Собрание сочинений

22
18
20
22
24
26
28
30

– У меня никогда раньше не было такой ясной головы, так что действительно рекомендую. Ну, и не устаю повторять: то что вы здесь – это феноменально.

* * *

Они решили, что это будет рабочее лето.

Густав переживал так называемый художественный роман со светом. Сесилии предстояло написать эссе по «Сердцу тьмы» Джозефа Конрада. У Мартина была гора бумаги.

Он зашёл настолько далеко, что даже придумал главного героя, который немного, но не целиком, напоминал его самого: Йеспер, литературовед, пишет научную работу о… тут Мартин пока не определился, должна ли тема казаться интересной Йесперу, но быть при этом убийственно скучной для всех остальных, или же она просто должна быть скучной во всех отношениях. Йеспер снимает комнату в коммуне, куда попадает случайно. На самом деле он приехал из деревни… Но возможно, и нет. Возможно, он всю жизнь прожил в городе. Жизнь в коммуне так или иначе нужна, с её свободой экзистенции, живой и подвижной атмосферой. А потом должно случиться нечто – на хронологической прямой Мартин здесь поставил «X», – и это нечто заставит Йеспера вырваться из будничной рутины. Что-то заставит его поехать на юг, он встретит по дороге интересных людей. Должна быть женщина, которая, в представлении Мартина, напоминает, скажем, Лену Олин [110]… впрочем, тут Йеспер мог пойти и против воли своего создателя. Они встретятся в поезде. Окажутся в одном купе. Разумеется, будет описание Ривьеры. В духе «Дней в Патагонии» Уоллеса и этой посмертной вещи Хемингуэя, что вышла не так давно. И, конечно, отсылка к «Здравствуй, грусть», которую Мартин прочёл по-французски и нашёл юношески прелестной. Мартин уверен, что получится довольно внушительный том. Он его видит воочию, ведь пятьдесят страниц уже готовы, а герой ещё даже не думает уезжать из слякотного Гётеборга.

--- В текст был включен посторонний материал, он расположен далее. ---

//! Restartable Fortran token scanner.
//!
//! Handles both source forms. Free form is plain left-to-right scanning;
//! fixed form adds the column-addressed rules: a comment letter in column 1,
//! a continuation character in column 6 of an otherwise blank line prefix,
//! and tab expansion into the statement field. Text past the configured
//! width limit degrades to a forced line comment.
//!
//! The persisted state packs the local automaton together with the column
//! and the blank-line flag, so a scanner resumed mid-line keeps applying the
//! column rules exactly as the uninterrupted scan would.

use relex_core::{Cursor, KeywordFilter, LexerState, Scanner, Token};

use crate::format::{FormatContext, FortranConfig};
use crate::token_id::FortranTokenId;

/// Resume state persisted between buffer windows.
#[derive(Clone, Copy, PartialEq, Eq, Debug)]
#[repr(u8)]
enum FortranState {
    Init = 0,
    InLineCommentFixed = 1,
    InLineCommentFree = 2,
    /// Forced comment caused by the width limit; ends with the line.
    ForcedComment = 3,
    InStringSingle = 4,
    InStringDouble = 5,
    InStringSingleEscape = 6,
    InStringDoubleEscape = 7,
    /// The previous token was a word, so a directly following `'` is an
    /// apostrophe token rather than a character-literal opener.
    PendingApostrophe = 8,
    /// Inside a `B`/`O`/`Z` radix literal; base, quote kind, and validity so
    /// far travel in the payload bits.
    InRadix = 9,
}

impl FortranState {
    fn from_bits(bits: u32) -> Self {
        match bits {
            1 => FortranState::InLineCommentFixed,
            2 => FortranState::InLineCommentFree,
            3 => FortranState::ForcedComment,
            4 => FortranState::InStringSingle,
            5 => FortranState::InStringDouble,
            6 => FortranState::InStringSingleEscape,
            7 => FortranState::InStringDoubleEscape,
            8 => FortranState::PendingApostrophe,
            9 => FortranState::InRadix,
            _ => FortranState::Init,
        }
    }

    fn bits(self) -> u8 {
        self as u8
    }
}

/// Persisted-state layout: local automaton in the low bits, the
/// line-not-blank flag above it, the radix-literal payload next, the 1-based
/// column in the upper half.
const STATE_MASK: u32 = 0x1F;
const LINE_DIRTY: u32 = 1 << 5;
const RADIX_BASE_SHIFT: u32 = 6;
const RADIX_BASE_MASK: u32 = 0b11 << RADIX_BASE_SHIFT;
const RADIX_DOUBLE_QUOTE: u32 = 1 << 8;
const RADIX_INVALID: u32 = 1 << 9;
const COLUMN_SHIFT: u32 = 16;

/// Base of a `B`/`O`/`Z` radix literal.
#[derive(Clone, Copy, PartialEq, Eq, Debug)]
#[repr(u8)]
enum RadixBase {
    Binary = 0,
    Octal = 1,
    Hex = 2,
}

impl RadixBase {
    fn from_bits(bits: u32) -> Self {
        match bits {
            1 => RadixBase::Octal,
            2 => RadixBase::Hex,
            _ => RadixBase::Binary,
        }
    }

    fn digit_ok(self, c: char) -> bool {
        match self {
            RadixBase::Binary => matches!(c, '0' | '1'),
            RadixBase::Octal => matches!(c, '0'..='7'),
            RadixBase::Hex => c.is_ascii_hexdigit(),
        }
    }

    fn ids(self) -> (FortranTokenId, FortranTokenId) {
        match self {
            RadixBase::Binary => (
                FortranTokenId::BinaryLiteral,
                FortranTokenId::ErrInvalidBinaryLiteral,
            ),
            RadixBase::Octal => (
                FortranTokenId::OctalLiteral,
                FortranTokenId::ErrInvalidOctalLiteral,
            ),
            RadixBase::Hex => (
                FortranTokenId::HexLiteral,
                FortranTokenId::ErrInvalidHexLiteral,
            ),
        }
    }
}

/// A radix literal in flight, persisted across buffer windows.
#[derive(Clone, Copy, Debug)]
struct RadixRun {
    base: RadixBase,
    quote: char,
    invalid: bool,
}

fn is_word_start(c: char) -> bool {
    c == '_' || c.is_alphabetic()
}
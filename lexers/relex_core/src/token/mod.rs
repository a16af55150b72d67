//! The immutable result of one scan step.
//!
//! A [`Token`] couples a language-specific id with the text it covered and a
//! completeness marker. Tokens whose spelling is statically known (single
//! operators, punctuation) are *flyweights*: they carry a `&'static str`
//! instead of a slice of the input, so hosts can intern or compare them
//! without touching the source buffer.

use crate::state::LexerState;

/// Coarse classification shared by every language's token inventory.
#[derive(Clone, Copy, PartialEq, Eq, Debug)]
pub enum TokenCategory {
    Whitespace,
    Comment,
    Identifier,
    Keyword,
    Operator,
    Literal,
    Preprocessor,
    Error,
}

/// A language's token id inventory.
///
/// Implemented by closed `enum`s in the language crates. `fixed_text`
/// returns the statically known spelling for flyweight-eligible ids.
pub trait TokenId: Copy + Eq + std::fmt::Debug {
    fn category(self) -> TokenCategory;
    fn fixed_text(self) -> Option<&'static str>;
}

/// Completeness of a token.
///
/// [`Part::Start`] marks a *split token*: the construct was not closed
/// within the current buffer window. The host persists the scanner state and
/// requests continuation once more input is available.
#[derive(Clone, Copy, PartialEq, Eq, Debug)]
pub enum Part {
    Complete,
    Start,
}

/// Token text: a flyweight constant or a slice of the scanned window.
#[derive(Clone, Copy, PartialEq, Eq, Debug)]
pub enum TokenText<'a> {
    Fixed(&'static str),
    Slice(&'a str),
}

impl<'a> TokenText<'a> {
    #[inline]
    pub fn as_str(&self) -> &'a str {
        match self {
            TokenText::Fixed(s) => s,
            TokenText::Slice(s) => s,
        }
    }

    /// `true` when this text is a flyweight constant.
    pub fn is_fixed(&self) -> bool {
        matches!(self, TokenText::Fixed(_))
    }
}

/// One token produced by a scanner.
#[derive(Clone, Copy, PartialEq, Eq, Debug)]
pub struct Token<'a, K: TokenId> {
    id: K,
    text: TokenText<'a>,
    part: Part,
}

impl<'a, K: TokenId> Token<'a, K> {
    /// Build a complete token, choosing flyweight text when the id's fixed
    /// spelling matches the scanned slice exactly.
    ///
    /// The equality check matters: a keyword spelled with an embedded
    /// escaped newline (`ch\<NL>ar`) still classifies as the keyword but
    /// must keep its raw slice text.
    pub fn new(id: K, text: &'a str) -> Self {
        let text = match id.fixed_text() {
            Some(fixed) if fixed == text => TokenText::Fixed(fixed),
            _ => TokenText::Slice(text),
        };
        Self {
            id,
            text,
            part: Part::Complete,
        }
    }

    /// Build a split token ([`Part::Start`]). Split tokens are never
    /// flyweights: their text is by definition a fragment.
    pub fn split(id: K, text: &'a str) -> Self {
        Self {
            id,
            text: TokenText::Slice(text),
            part: Part::Start,
        }
    }

    /// Rebuild this token under a different id, keeping text and
    /// completeness. Used by wrapping scanners that re-classify tokens the
    /// inner scanner produced.
    pub fn with_id(self, id: K) -> Self {
        let text = match id.fixed_text() {
            Some(fixed) if fixed == self.text.as_str() => TokenText::Fixed(fixed),
            _ => TokenText::Slice(self.text.as_str()),
        };
        Self {
            id,
            text,
            part: self.part,
        }
    }

    #[inline]
    pub fn id(&self) -> K {
        self.id
    }

    #[inline]
    pub fn text(&self) -> &'a str {
        self.text.as_str()
    }

    #[inline]
    pub fn token_text(&self) -> TokenText<'a> {
        self.text
    }

    #[inline]
    pub fn part(&self) -> Part {
        self.part
    }

    #[inline]
    pub fn category(&self) -> TokenCategory {
        self.id.category()
    }

    pub fn is_complete(&self) -> bool {
        self.part == Part::Complete
    }
}

/// The host-facing contract every scanner implements.
///
/// `next_token` returning `None` means the current buffer window is
/// exhausted — not necessarily end of file. `state` may be queried after any
/// call and persisted; constructing a scanner over later input with that
/// state resumes scanning with identical results.
pub trait Scanner<'a> {
    type Id: TokenId;

    fn next_token(&mut self) -> Option<Token<'a, Self::Id>>;
    fn state(&self) -> LexerState;
}

#[cfg(test)]
mod tests;
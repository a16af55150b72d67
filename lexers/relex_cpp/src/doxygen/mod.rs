//! Sub-lexer for the text of a documentation comment.
//!
//! Hosts feed it the full text of a `DoxygenComment` or
//! `DoxygenLineComment` token. Everything that is not a tag, HTML tag,
//! identifier, or control symbol lumps into `OtherText` runs, whitespace
//! included.

use relex_core::{Cursor, LexerState, Scanner, Token, TokenCategory, TokenId};

/// Token ids produced by [`DoxygenScanner`].
#[derive(Clone, Copy, PartialEq, Eq, Hash, Debug)]
pub enum DoxygenTokenId {
    /// `@tag` or `\tag`.
    Tag,
    /// `<b>`, `</em>`, ...
    HtmlTag,
    /// `<` as the very first character: documentation for the preceding
    /// member (`//!< ...` style).
    PointerMark,
    Dot,
    Hash,
    Ident,
    OtherText,
}

impl TokenId for DoxygenTokenId {
    fn category(self) -> TokenCategory {
        match self {
            DoxygenTokenId::Tag => TokenCategory::Keyword,
            DoxygenTokenId::Ident => TokenCategory::Identifier,
            DoxygenTokenId::Dot | DoxygenTokenId::Hash | DoxygenTokenId::PointerMark => {
                TokenCategory::Operator
            }
            DoxygenTokenId::HtmlTag | DoxygenTokenId::OtherText => TokenCategory::Comment,
        }
    }

    fn fixed_text(self) -> Option<&'static str> {
        match self {
            DoxygenTokenId::Dot => Some("."),
            DoxygenTokenId::Hash => Some("#"),
            DoxygenTokenId::PointerMark => Some("<"),
            _ => None,
        }
    }
}

#[derive(Clone, Copy, PartialEq, Eq, Debug)]
#[repr(u8)]
enum DoxygenState {
    Init = 0,
    Other = 1,
}

/// `true` for characters that start a token of their own and therefore end
/// an `OtherText` run.
fn is_token_start(c: char) -> bool {
    matches!(c, '@' | '\\' | '.' | '#' | '<' | '_') || c.is_alphabetic()
}

fn is_ident_part(c: char) -> bool {
    c == '_' || c.is_alphanumeric()
}

/// Scanner over documentation-comment text.
pub struct DoxygenScanner<'a> {
    cursor: Cursor<'a>,
    state: DoxygenState,
}

impl<'a> DoxygenScanner<'a> {
    pub fn new(input: &'a str) -> Self {
        Self::resume(input, LexerState::INITIAL)
    }

    pub fn resume(input: &'a str, state: LexerState) -> Self {
        let state = if state.bits() == 0 {
            DoxygenState::Init
        } else {
            DoxygenState::Other
        };
        Self {
            cursor: Cursor::new(input),
            state,
        }
    }

    fn token(&self, id: DoxygenTokenId) -> Token<'a, DoxygenTokenId> {
        Token::new(id, self.cursor.token_text())
    }

    /// `@tag` / `\tag`; the marker alone falls through to text.
    fn finish_tag(&mut self) -> Token<'a, DoxygenTokenId> {
        self.cursor.eat_while(|c| c.is_alphabetic());
        self.token(DoxygenTokenId::Tag)
    }

    /// `<name>` or `</name>`; anything malformed stays text.
    fn finish_html_tag(&mut self) -> Token<'a, DoxygenTokenId> {
        if self.cursor.peek() == Some('/') {
            self.cursor.read();
        }
        self.cursor.eat_while(|c| c.is_alphanumeric());
        if self.cursor.peek() == Some('>') {
            self.cursor.read();
            self.token(DoxygenTokenId::HtmlTag)
        } else {
            self.finish_other_text()
        }
    }

    fn finish_other_text(&mut self) -> Token<'a, DoxygenTokenId> {
        while let Some(c) = self.cursor.peek() {
            if is_token_start(c) {
                break;
            }
            self.cursor.read();
        }
        self.token(DoxygenTokenId::OtherText)
    }
}

impl<'a> Scanner<'a> for DoxygenScanner<'a> {
    type Id = DoxygenTokenId;

    fn next_token(&mut self) -> Option<Token<'a, DoxygenTokenId>> {
        self.cursor.commit();
        let at_start = self.state == DoxygenState::Init && self.cursor.pos() == 0;
        let c = self.cursor.read()?;
        self.state = DoxygenState::Other;
        Some(match c {
            '<' if at_start => self.token(DoxygenTokenId::PointerMark),
            '@' | '\\' => {
                if self.cursor.peek().is_some_and(char::is_alphabetic) {
                    self.finish_tag()
                } else {
                    self.finish_other_text()
                }
            }
            '<' => {
                if matches!(self.cursor.peek(), Some('/')) || self.cursor.peek().is_some_and(char::is_alphabetic)
                {
                    self.finish_html_tag()
                } else {
                    self.finish_other_text()
                }
            }
            '.' => self.token(DoxygenTokenId::Dot),
            '#' => self.token(DoxygenTokenId::Hash),
            c if c == '_' || c.is_alphabetic() => {
                self.cursor.eat_while(is_ident_part);
                self.token(DoxygenTokenId::Ident)
            }
            _ => self.finish_other_text(),
        })
    }

    fn state(&self) -> LexerState {
        LexerState::from_bits(u32::from(self.state as u8))
    }
}

#[cfg(test)]
mod tests;
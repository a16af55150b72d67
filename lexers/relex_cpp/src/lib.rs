//! Restartable lexers for C/C++ source, the preprocessor-directive
//! sub-grammar, and Doxygen documentation comments.
//!
//! Three scanners live here, all built on `relex_core`:
//!
//! - [`CppScanner`]: the base token scanner. At the top level a `#` (or the
//!   alternate `%:`) swallows the rest of the physical line as one
//!   `PreprocessorDirective` token, correctly skipping comments and string
//!   literals nested inside the directive.
//! - [`PreprocScanner`]: lexes the *inside* of such a directive. It layers a
//!   coarse directive-position state machine over the base scanner and
//!   re-classifies identifiers by position (directive name, conditional
//!   expression, include target, pragma/OpenMP).
//! - [`DoxygenScanner`]: a two-state tag/text classifier for the interior of
//!   documentation comments.
//!
//! All three are restartable: suspend after any token, persist
//! [`relex_core::LexerState`], resume over a later window.

pub mod doxygen;
pub mod keywords;
pub mod preproc;
pub mod scanner;
pub mod token_id;

pub use doxygen::{DoxygenScanner, DoxygenTokenId};
pub use keywords::{CKeywords, CppKeywords};
pub use preproc::{PreprocFilters, PreprocScanner};
pub use scanner::CppScanner;
pub use token_id::CppTokenId;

Мартин сел за письменный стол. Положил рядом пачку «Голуаз», поставил чашку кофе и пепельницу. Заправил в машинку чистый лист. Если поднять взгляд, то через открытую балконную дверь видно море и небо.

С веранды вниз полетело: так-так-так-так так так… так так. Так-тактак-так. Дзынь. Тактак так так так.

Идея заранее отправить сюда из Парижа пишущие машинки принадлежала Сесилии. Таким образом, его «Фацит» и её «Оливетти» ждали их на почте Антиба в старой кожаной сумке и оранжевом футляре из прочного пластика соответственно, к обеим ручкам были привязаны картонки с адресом. Можно отдавать должное электрическим машинкам, компьютерам с их текстовыми редакторами, но в плане мобильности они не идут ни в какое сравнение с дорожными машинками. Само название дорожная пишущая машинка запускает в воображении цепь ассоциаций, которую никогда не породил бы текстовый редактор. Мартину внезапно захотелось полной тишины. Он закрыл балконную дверь, и обаяние Ривьеры немедленно ослабло.

Мартин смотрел на белый лист.

Может, стоит начать перечитывать уже написанное.

Он взял пачку исписанной бумаги и пошёл к гамаку во дворе.

Их антибская жизнь быстро обрела направление и ритм. Когда на неделю к ним приехала Фредерика, все, конечно, оживились, но, несмотря на это, после её отъезда и Густав, и Сесилия явно обрадовались возможности вернуться к прежним занятиям.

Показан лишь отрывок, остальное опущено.